Embotics V-Commander Boosts Virtual Machine Management
Embotics has announced version 3.7 of its V-Commander virtualization management software, which includes integration with VMsphere for improved configuration management and automated remediation of non-compliant virtual machines (VMs) that do not have the appropriate types of metadata defined. Other new features include customizable self-service VM request forms, and enhanced capacity and performance management capabilities, including bottleneck and rightsizing reports.
January 31, 2011
Embotics has announced version 3.7 of its V-Commander virtualization management software, which includes integration with VMsphere for improved configuration management and automated remediation of non-compliant virtual machines (VMs) that do not have the appropriate types of metadata defined. Other new features include customizable self-service VM request forms, and enhanced capacity and performance management capabilities, including bottleneck and rightsizing reports.
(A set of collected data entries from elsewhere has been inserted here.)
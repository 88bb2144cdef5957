use std::collections::HashMap;

use strum::{Display, EnumString};

use crate::catalog::{Attribute, Attributes, ClassId};
use crate::geometry::{Point, Rect};
use crate::persona::Persona;

//////////////////////////////
/// GAME STRUCTS AND ENUMS ///
//////////////////////////////

#[derive(Debug, Clone, Copy, PartialEq, Eq, Hash, PartialOrd, Ord)]
pub struct RoomId(pub usize);

#[derive(Debug, Clone, Copy, PartialEq, Eq, Hash, PartialOrd, Ord)]
pub struct NpcId(pub usize);

/// A door addressed by the room it stands in and its position in that room's list.
#[derive(Debug, Clone, Copy, PartialEq, Eq, Hash)]
pub struct DoorRef {
    pub room: RoomId,
    pub index: usize,
}

/// Runtime world: owns every room and every NPC for the whole session.
pub struct World {
    pub id: String,
    pub name: String,
    pub desc: String,
    pub start_room: RoomId,
    pub escape_room: RoomId,
    pub spawn: Point,
    pub rooms: Vec<Room>,
    pub npcs: Vec<Npc>,
    room_index: HashMap<String, RoomId>,
    reciprocal: HashMap<DoorRef, DoorRef>,
}

#[derive(Debug, Clone, Copy, PartialEq, Eq, Default, Display, EnumString)]
#[strum(serialize_all = "lowercase", ascii_case_insensitive)]
pub enum RoomShape {
    #[default]
    Square,
    Circle,
    Wide,
    Tall,
    Control,
}

pub struct Room {
    pub id: RoomId,
    pub name: String,
    pub shape: RoomShape,
    pub chests: Vec<Chest>,
    pub props: Vec<Prop>,
    pub doors: Vec<Door>,
}

#[derive(Debug, Clone, Copy, PartialEq, Eq)]
pub struct Bonus {
    pub attribute: Attribute,
    pub amount: i32,
}

pub struct Chest {
    pub rect: Rect,
    pub item: String,
    pub flag: Option<String>,
    pub bonus: Option<Bonus>,
    pub opened: bool,
}

pub struct Prop {
    pub rect: Rect,
    pub desc: String,
}

/// A directed edge of the room graph.
pub struct Door {
    pub rect: Rect,
    pub to: RoomId,
    pub key: Option<String>,
    pub open: bool,
}

impl Door {
    pub fn is_locked(&self) -> bool {
        !self.open
    }
}

pub struct DialogueChoice {
    pub text: String,
    pub reply: String,
    /// Picking this choice closes the conversation.
    pub ends: bool,
}

pub struct Dialogue {
    pub prompt: String,
    pub choices: Vec<DialogueChoice>,
}

#[derive(Debug, Clone, Copy, PartialEq, Eq)]
pub enum NpcStatus {
    Wild,
    Joined,
    Defeated,
}

pub struct Npc {
    pub id: String,
    pub name: String,
    pub class: ClassId,
    pub persona: Persona,
    pub dialogue: Option<Dialogue>,
    pub enemy: bool,
    pub pos: Point,
    pub room: RoomId,
    pub status: NpcStatus,
}

impl Npc {
    pub fn rect(&self) -> Rect {
        Rect::hitbox(self.pos)
    }

    pub fn is_wild(&self) -> bool {
        self.status == NpcStatus::Wild
    }

    pub fn joined(&self) -> bool {
        self.status == NpcStatus::Joined
    }

    pub fn attributes(&self) -> Attributes {
        self.class.info().attributes
    }
}

impl World {
    #[allow(clippy::too_many_arguments)]
    pub(crate) fn new(
        id: String,
        name: String,
        desc: String,
        rooms: Vec<Room>,
        npcs: Vec<Npc>,
        start_room: RoomId,
        escape_room: RoomId,
        spawn: Point,
    ) -> Self {
        let room_index = rooms.iter().map(|r| (r.name.clone(), r.id)).collect();
        let mut world = World {
            id,
            name,
            desc,
            start_room,
            escape_room,
            spawn,
            rooms,
            npcs,
            room_index,
            reciprocal: HashMap::new(),
        };
        world.link_doors();
        world
    }

    /// Pair every door with the first door of its destination that leads back.
    fn link_doors(&mut self) {
        for room in &self.rooms {
            for (index, door) in room.doors.iter().enumerate() {
                let back = self.rooms[door.to.0]
                    .doors
                    .iter()
                    .position(|d| d.to == room.id);
                if let Some(back_index) = back {
                    self.reciprocal.insert(
                        DoorRef {
                            room: room.id,
                            index,
                        },
                        DoorRef {
                            room: door.to,
                            index: back_index,
                        },
                    );
                }
            }
        }
    }

    pub fn room(&self, id: RoomId) -> &Room {
        &self.rooms[id.0]
    }

    pub fn room_mut(&mut self, id: RoomId) -> &mut Room {
        &mut self.rooms[id.0]
    }

    pub fn room_id(&self, name: &str) -> Option<RoomId> {
        self.room_index.get(name).copied()
    }

    pub fn npc(&self, id: NpcId) -> &Npc {
        &self.npcs[id.0]
    }

    pub fn npc_mut(&mut self, id: NpcId) -> &mut Npc {
        &mut self.npcs[id.0]
    }

    pub fn npc_by_key(&self, key: &str) -> Option<NpcId> {
        self.npcs.iter().position(|n| n.id == key).map(NpcId)
    }

    /// NPCs currently placed in `room`, in world-file order.
    pub fn npcs_in(&self, room: RoomId) -> impl Iterator<Item = (NpcId, &Npc)> {
        self.npcs
            .iter()
            .enumerate()
            .filter(move |(_, n)| n.room == room)
            .map(|(i, n)| (NpcId(i), n))
    }

    pub fn door(&self, at: DoorRef) -> &Door {
        &self.rooms[at.room.0].doors[at.index]
    }

    pub fn door_mut(&mut self, at: DoorRef) -> &mut Door {
        &mut self.rooms[at.room.0].doors[at.index]
    }

    /// The door on the far side of `at` that leads back to `at`'s room.
    pub fn reciprocal(&self, at: DoorRef) -> Option<DoorRef> {
        self.reciprocal.get(&at).copied()
    }
}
The company had said last August that it planned to ship a version supporting Microsoft's Hyper-V by the end of 2010, but while it has developed that software internally, it is not expected to ship until the first half of this year.
The initial plan was for Embotics to offer general availability of support for Microsoft's Hyper-V by last year, but based on customer requirements, the company decided to invest in capacity features instead and defer release of Hyper-V support, says Jason Cowie, VP of product management for the Ottawa, Canada, company. Embotics had believed 2011 would be the year of mass adoption of Hyper-V, but now believes that will be deferred to 2012, he says.
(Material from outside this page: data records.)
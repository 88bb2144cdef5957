//! The single formula every ability goes through.

/// `power + attack - defense / 2`, never below 1. Integer division truncates.
pub fn ability_value(power: i32, attack: i32, defense: i32) -> i32 {
    (power + attack - defense / 2).max(1)
}

/// Applies a heal without overshooting `max_hp`. A combatant already above its
/// maximum keeps its current hp.
pub fn heal(hp: i32, amount: i32, max_hp: i32) -> i32 {
    if hp >= max_hp { hp } else { (hp + amount).min(max_hp) }
}
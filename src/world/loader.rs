use serde::Deserialize;
use std::collections::{HashMap, HashSet};
use std::fs;
use std::path::Path;
use std::str::FromStr;

use tracing::debug;

use super::model::{
    Bonus, Chest, Dialogue, DialogueChoice, Door, Npc, NpcStatus, Prop, Room, RoomId, RoomShape,
    World,
};
use super::validator::validate_world;
use crate::catalog::{Attribute, ClassId};
use crate::error::{GameError, GameResult};
use crate::geometry::{Point, Rect};
use crate::persona::Persona;

////////////////////
/// TOML STRUCTS ///
////////////////////

#[derive(Deserialize)]
struct WorldFile {
    world: WorldHeader,
    #[serde(default)]
    room: Vec<RoomConfig>, // [[room]] blocks
}

#[derive(Deserialize)]
struct WorldHeader {
    id: String,
    name: String,
    start_room: String,
    escape_room: String,
    #[serde(default)]
    desc: String,
    #[serde(default = "default_spawn")]
    spawn: [i32; 2],
}

#[derive(Deserialize)]
struct RoomConfig {
    name: String,
    #[serde(default)]
    shape: Option<String>,

    #[serde(default)]
    chest: Vec<ChestConfig>, // [[room.chest]]
    #[serde(default)]
    prop: Vec<PropConfig>, // [[room.prop]]
    #[serde(default)]
    door: Vec<DoorConfig>, // [[room.door]]
    #[serde(default)]
    npc: Vec<NpcConfig>, // [[room.npc]]
}

#[derive(Deserialize)]
struct ChestConfig {
    rect: [i32; 4],
    item: String,

    #[serde(default)]
    flag: Option<String>,

    #[serde(default)]
    bonus: Option<BonusConfig>,
}

#[derive(Deserialize)]
struct BonusConfig {
    attribute: String,
    amount: i32,
}

#[derive(Deserialize)]
struct PropConfig {
    rect: [i32; 4],
    desc: String,
}

#[derive(Deserialize)]
struct DoorConfig {
    rect: [i32; 4],
    to: String,

    #[serde(default)]
    key: Option<String>,

    /// Only meaningful for keyed doors: start unlocked anyway.
    #[serde(default)]
    open: bool,
}

#[derive(Deserialize)]
struct NpcConfig {
    id: String,
    name: String,
    class: String,
    pos: [i32; 2],

    #[serde(default)]
    persona: Option<String>,

    #[serde(default)]
    enemy: bool,

    #[serde(default)]
    dialogue: Option<DialogueConfig>,
}

#[derive(Deserialize)]
struct DialogueConfig {
    prompt: String,
    #[serde(default)]
    choice: Vec<ChoiceConfig>, // [[room.npc.dialogue.choice]]
}

#[derive(Deserialize)]
struct ChoiceConfig {
    text: String,
    reply: String,
    #[serde(default)]
    ends: bool,
}

fn default_spawn() -> [i32; 2] {
    [320, 240]
}

/////////////////////////////
/// TOML PARSER FUNCTIONS ///
/////////////////////////////

/// Load and validate a world from a .toml file on disk.
pub fn load_world_from_file(path: &Path) -> GameResult<World> {
    let contents = fs::read_to_string(path).map_err(|source| GameError::Io {
        path: path.to_path_buf(),
        source,
    })?;
    load_world_from_str(&contents)
}

/// Load and validate a world from TOML text.
pub fn load_world_from_str(contents: &str) -> GameResult<World> {
    let world_file: WorldFile = toml::from_str(contents)?;

    if world_file.world.id.trim().is_empty() {
        return Err(GameError::invalid("world.id may not be empty"));
    }

    // Room ids are assigned in file order so doors can be resolved by name.
    let mut room_ids: HashMap<String, RoomId> = HashMap::new();
    for (i, rc) in world_file.room.iter().enumerate() {
        if room_ids.insert(rc.name.clone(), RoomId(i)).is_some() {
            return Err(GameError::invalid(format!("Duplicate room name: {}", rc.name)));
        }
    }

    let lookup_room = |name: &str, what: &str| -> GameResult<RoomId> {
        room_ids.get(name).copied().ok_or_else(|| {
            GameError::invalid(format!("{what} '{name}' not found among rooms"))
        })
    };

    let start_room = lookup_room(&world_file.world.start_room, "start_room")?;
    let escape_room = lookup_room(&world_file.world.escape_room, "escape_room")?;

    let mut rooms: Vec<Room> = Vec::new();
    let mut npcs: Vec<Npc> = Vec::new();
    let mut npc_keys: HashSet<String> = HashSet::new();

    for (i, rc) in world_file.room.into_iter().enumerate() {
        let id = RoomId(i);

        let shape = match rc.shape.as_deref() {
            Some(s) => parse_named::<RoomShape>(s, "room shape")?,
            None => RoomShape::default(),
        };

        let chests = rc
            .chest
            .into_iter()
            .map(|c| {
                let bonus = match c.bonus {
                    Some(b) => Some(Bonus {
                        attribute: parse_named::<Attribute>(&b.attribute, "attribute")?,
                        amount: b.amount,
                    }),
                    None => None,
                };
                Ok(Chest {
                    rect: to_rect(c.rect),
                    item: c.item.trim().to_string(),
                    flag: c.flag.filter(|f| !f.trim().is_empty()),
                    bonus,
                    opened: false,
                })
            })
            .collect::<GameResult<Vec<Chest>>>()?;

        let props = rc
            .prop
            .into_iter()
            .map(|p| Prop {
                rect: to_rect(p.rect),
                desc: normalize_multiline_desc(&p.desc),
            })
            .collect();

        let doors = rc
            .door
            .into_iter()
            .map(|d| {
                let to = lookup_room(&d.to, &format!("room '{}' door target", rc.name))?;
                let key = d.key.filter(|k| !k.trim().is_empty());
                Ok(Door {
                    rect: to_rect(d.rect),
                    to,
                    open: key.is_none() || d.open,
                    key,
                })
            })
            .collect::<GameResult<Vec<Door>>>()?;

        for nc in rc.npc {
            if !npc_keys.insert(nc.id.clone()) {
                return Err(GameError::invalid(format!("Duplicate npc id: {}", nc.id)));
            }

            let class = parse_named::<ClassId>(&nc.class, "class")?;
            let persona = match nc.persona.as_deref() {
                Some(p) => parse_named::<Persona>(p, "persona")?,
                None => Persona::Plain,
            };

            let dialogue = nc.dialogue.map(|d| Dialogue {
                prompt: normalize_multiline_desc(&d.prompt),
                choices: d
                    .choice
                    .into_iter()
                    .map(|c| DialogueChoice {
                        text: c.text,
                        reply: normalize_multiline_desc(&c.reply),
                        ends: c.ends,
                    })
                    .collect(),
            });

            npcs.push(Npc {
                id: nc.id,
                name: nc.name,
                class,
                persona,
                dialogue,
                enemy: nc.enemy,
                pos: Point::new(nc.pos[0], nc.pos[1]),
                room: id,
                status: NpcStatus::Wild,
            });
        }

        rooms.push(Room {
            id,
            name: rc.name,
            shape,
            chests,
            props,
            doors,
        });
    }

    let [sx, sy] = world_file.world.spawn;
    let world = World::new(
        world_file.world.id,
        world_file.world.name,
        normalize_multiline_desc(&world_file.world.desc),
        rooms,
        npcs,
        start_room,
        escape_room,
        Point::new(sx, sy),
    );

    let errors = validate_world(&world);
    if !errors.is_empty() {
        return Err(GameError::Validation(errors));
    }

    debug!(
        world = %world.id,
        rooms = world.rooms.len(),
        npcs = world.npcs.len(),
        "world loaded"
    );
    Ok(world)
}

fn to_rect([x, y, w, h]: [i32; 4]) -> Rect {
    Rect::new(x, y, w, h)
}

fn parse_named<T: FromStr>(raw: &str, what: &str) -> GameResult<T> {
    raw.trim()
        .parse::<T>()
        .map_err(|_| GameError::invalid(format!("unknown {what} '{raw}'")))
}

fn normalize_multiline_desc(raw: &str) -> String {
    let mut result = String::new();
    let mut pending_blank_lines = 0usize;

    for line in raw.lines() {
        let trimmed = line.trim();

        if trimmed.is_empty() {
            pending_blank_lines += 1;
            continue;
        }

        if !result.is_empty() {
            match pending_blank_lines {
                // Wrapped line in TOML joins with a space
                0 => result.push(' '),
                1 => result.push('\n'),
                _ => result.push_str("\n\n"),
            }
        }
        result.push_str(trimmed);
        pending_blank_lines = 0;
    }

    result
}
The VMsphere integration, provided through a VMware Infrastructure Client, means that vSphere users can launch V-Commander in context, so they no longer need to go into VMware Virtual Center (now known as VMware vCenter Server) to perform configuration functions, Cowie says. Instead, the company has been able to marry configuration and change management into Virtual Center using the same interface, he says.
Capacity management reports help prevent the "virtual sprawl" that can happen in virtualization environments. This virtual sprawl makes it difficult for an organization to track where its assets are, according to Cowie. In many organizations, for as many as 10 to 20 percent of the VMs, no one has a good understanding of where they are, their current state and whom their owners are. Cowie related the story of one organization that discovered it had $1 million in virtualization assets.Right-sizing reports include information such as summary, storage, memory and CPU, while idle VM reports show information such as low CPU, disk I/O and network I/O. Bottleneck reports include data such as CPU, memory, disk and network.
"Embotics has done a nice job," says Chris Wolf, research VP for Gartner, a Stamford, Conn., consultancy. "Infrastructure as a service is highly complex, with numerous dependencies such as capacity management and lifecycle management. Embotics' integrated solution is attractive to customers because it can address those management dependencies under a single umbrella. Embotics had been a bit ahead of its time, and virtualization management requirements are now starting to catch up to the solution offered by Embotics."
The new version of the software is available now for prices starting at $299 per year per host CPU socket, or $649 per socket for a perpetual license, Cowie says. The company's users are split fairly evenly between the two licensing schemes, he says. About 20 to 30 percent of Embotics' users are enterprise-sized, while 60 to 80 percent are midmarket-sized, he says. The company has about 30 employees.